In this family with unaffected parents, 4 of the 5 sibs developed ANCL (figure 1A). The eldest sister (II-1), born in 1948, is still alive and has no children. She developed generalized myoclonic epileptic seizures at the age of 35 years, followed by extrapyramidal symptoms and cognitive disturbances 7 and 15 years later, respectively. CT scan of the brain at the age of 35 revealed moderate cortical and subcortical atrophy, too pronounced for her age. Brain MRI at the age of 62 showed generalized cortical-subcortical atrophy. In-depth neuropsychological investigations were consistent with a diagnosis of behavioral variant (bv) FTD. The eldest brother (II-2; propositus) was born in 1952 and remained childless. At the age of 26 years, he had developed progressive motor speech problems. MRI of the brain revealed mild generalized cortical-subcortical atrophy. At the age of 54, his condition progressively worsened, with severe motor, cognitive, and behavioral decline, consistent with a diagnosis of bvFTD. Repeat MRI of brain demonstrated generalized cortical-subcortical atrophy. In the final stage, he developed akinetic mutism and died in 2012 at the age of 60. The second daughter (II-3) was born in 1953. At the age of 30 years, she presented with progressive apathy and behavioral, cognitive, and affective disturbances. Brain CT disclosed severe generalized cortical-subcortical atrophy. She died in 2007 at the age of 54, after a long period of progressive behavioral and cognitive disturbances resulting in severe dementia (bvFTD) and akinetic mutism. She was the mother of 2 healthy children. The youngest daughter (II-4), born in 1960, is healthy and the mother of 2 healthy children. The youngest brother (II-5) was born in 1962 and has 2 healthy children. At the age of 50, he developed right-sided tremor, motor speech problems, general slowness, and feelings of anxiety. Neuropsychological testing disclosed a general cognitive decline, with prominent frontal lobe involvement. MRI of the brain showed marked generalized cortical-subcortical atrophy and a cyst of the choroid plexus in the left lateral ventricle. The mother of the 5 sibs was born in 1925 and is still alive at age 90. Their father, born in 1921, died at the age of 89.

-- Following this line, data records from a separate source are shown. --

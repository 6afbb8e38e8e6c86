//! End-to-end registration scenarios, grounded on the concrete cases in
//! spec §8.
//!
//! All tests require a running PostgreSQL instance at `DATABASE_URL` with
//! migrations applied. Run with:
//! ```bash
//! DATABASE_URL=postgres://localhost/registrar_test \
//!   cargo test --test registration_scenarios -- --ignored --nocapture
//! ```

use std::sync::Arc;

use registrar::config::Settings;
use registrar::coordinator::RegistrationCoordinator;
use registrar::counter::{CounterStore, InMemorySeatCounterStore};
use registrar::idempotency::IdempotencyGate;
use registrar::jobs::JobQueue;
use registrar::models::{RegistrationStatusResult, StudentStatus};
use registrar::waitlist::WaitlistManager;
use sqlx::PgPool;
use uuid::Uuid;

async fn test_pool() -> PgPool {
    let settings = Settings::from_env();
    sqlx::PgPool::connect(&settings.database_url)
        .await
        .expect("failed to connect to PostgreSQL — set DATABASE_URL")
}

async fn seed_student(pool: &PgPool, status: StudentStatus) -> Uuid {
    let id = Uuid::new_v4();
    sqlx::query("INSERT INTO students (id, student_number, status) VALUES ($1, $2, $3)")
        .bind(id)
        .bind(format!("S-{id}"))
        .bind(match status {
            StudentStatus::Active => "active",
            StudentStatus::Inactive => "inactive",
        })
        .execute(pool)
        .await
        .unwrap();
    id
}

async fn seed_section(pool: &PgPool, total_seats: i32) -> Uuid {
    let course_id = Uuid::new_v4();
    let semester_id = Uuid::new_v4();
    let section_id = Uuid::new_v4();
    sqlx::query("INSERT INTO courses (id, code, title) VALUES ($1, 'CS-101', 'Intro')")
        .bind(course_id)
        .execute(pool)
        .await
        .unwrap();
    sqlx::query(
        r#"INSERT INTO sections
               (id, course_id, semester_id, section_number, total_seats, available_seats, active, version)
           VALUES ($1, $2, $3, '001', $4, $4, true, 1)"#,
    )
    .bind(section_id)
    .bind(course_id)
    .bind(semester_id)
    .bind(total_seats)
    .execute(pool)
    .await
    .unwrap();
    section_id
}

async fn build_coordinator(
    pool: PgPool,
    total_seats_by_section: &[(Uuid, i64)],
) -> RegistrationCoordinator {
    let counter: Arc<dyn CounterStore> = Arc::new(InMemorySeatCounterStore::new());
    for (section_id, seats) in total_seats_by_section {
        counter.set(*section_id, *seats).await;
    }
    let waitlist = Arc::new(WaitlistManager::new(pool.clone()));
    let (queue, _receivers) = JobQueue::new(1024);
    let idempotency = IdempotencyGate::new(pool.clone(), std::time::Duration::from_secs(86_400));
    RegistrationCoordinator::new(pool, counter, waitlist, queue, idempotency)
}

#[tokio::test]
#[ignore]
async fn single_seat_concurrent_registration_has_one_enrolled_one_waitlisted() {
    let pool = test_pool().await;
    let section = seed_section(&pool, 1).await;
    let a = seed_student(&pool, StudentStatus::Active).await;
    let b = seed_student(&pool, StudentStatus::Active).await;

    let coordinator = Arc::new(build_coordinator(pool.clone(), &[(section, 1)]).await);

    let (ra, rb) = tokio::join!(
        coordinator.register(a, &[section], None),
        coordinator.register(b, &[section], None),
    );

    let statuses: Vec<_> = [ra.unwrap().results, rb.unwrap().results]
        .concat()
        .into_iter()
        .map(|r| r.status)
        .collect();

    assert_eq!(
        statuses
            .iter()
            .filter(|s| **s == RegistrationStatusResult::Enrolled)
            .count(),
        1
    );
    assert_eq!(
        statuses
            .iter()
            .filter(|s| **s == RegistrationStatusResult::Waitlisted)
            .count(),
        1
    );
}

#[tokio::test]
#[ignore]
async fn inactive_student_is_rejected_before_any_counter_mutation() {
    let pool = test_pool().await;
    let section = seed_section(&pool, 5).await;
    let student = seed_student(&pool, StudentStatus::Inactive).await;

    let coordinator = build_coordinator(pool.clone(), &[(section, 5)]).await;
    let result = coordinator.register(student, &[section], None).await;

    assert!(result.is_err());
}

#[tokio::test]
#[ignore]
async fn missing_counter_key_fails_that_section_only() {
    let pool = test_pool().await;
    let student = seed_student(&pool, StudentStatus::Active).await;
    let s1 = seed_section(&pool, 5).await;
    let s2 = seed_section(&pool, 5).await; // deliberately not seeded into the counter
    let s3 = seed_section(&pool, 5).await;

    let coordinator = build_coordinator(pool.clone(), &[(s1, 5), (s3, 5)]).await;
    let response = coordinator
        .register(student, &[s1, s2, s3], None)
        .await
        .unwrap();

    let statuses: Vec<_> = response.results.iter().map(|r| r.status).collect();
    assert_eq!(
        statuses,
        vec![
            RegistrationStatusResult::Enrolled,
            RegistrationStatusResult::Failed,
            RegistrationStatusResult::Enrolled,
        ]
    );
}

#[tokio::test]
#[ignore]
async fn idempotency_key_replay_returns_identical_body_without_a_second_counter_mutation() {
    let pool = test_pool().await;
    let section = seed_section(&pool, 5).await;
    let student = seed_student(&pool, StudentStatus::Active).await;

    let coordinator = build_coordinator(pool.clone(), &[(section, 5)]).await;
    let key = "replay-test-key";

    let first = coordinator
        .register(student, &[section], Some(key))
        .await
        .unwrap();
    let second = coordinator
        .register(student, &[section], Some(key))
        .await
        .unwrap();

    assert_eq!(
        serde_json::to_value(&first).unwrap(),
        serde_json::to_value(&second).unwrap()
    );
}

Neuropathology and electron microscopy of the ANCL family.
Autopsy was performed on the brain of patient II-2, which weighed 956 g. Macroscopic examination revealed atrophy of the different lobes and dilation of the ventricular system. Microscopic examination of the frontal, parietal, temporal, and occipital neocortices showed generalized signs of neuronal storage of a yellowish pigment, more evident in the large pyramidal cells of the third cortical layer but also in the Betz neurons of the fifth cortical layer at the level of the precentral gyrus. The granular storage was noted in the perikaryon and could be followed in the proximal part of the axon (figure 2, A and C). Sometimes, the axon was enlarged after the axonal hillock. The storage material was autofluorescent (figure 2E), yellowish on cresyl violet and hematoxylin and eosin stains, deep blue on Klüver-Barrera stain, and strongly periodic acid-Schiff positive (figure 2F). AT8 (against hyperphosphorylated tau) elicited a moderate amount of neurofibrillary tangles and sparse neuritic threads in the hippocampus and parahippocampal structures. The presence of these findings had no clinical relevance. TDP-43 immunohistochemistry did not show any abnormalities. Cathepsin D staining showed lipopigmentary granules (figure 2D). Other immunohistochemical stains were negative.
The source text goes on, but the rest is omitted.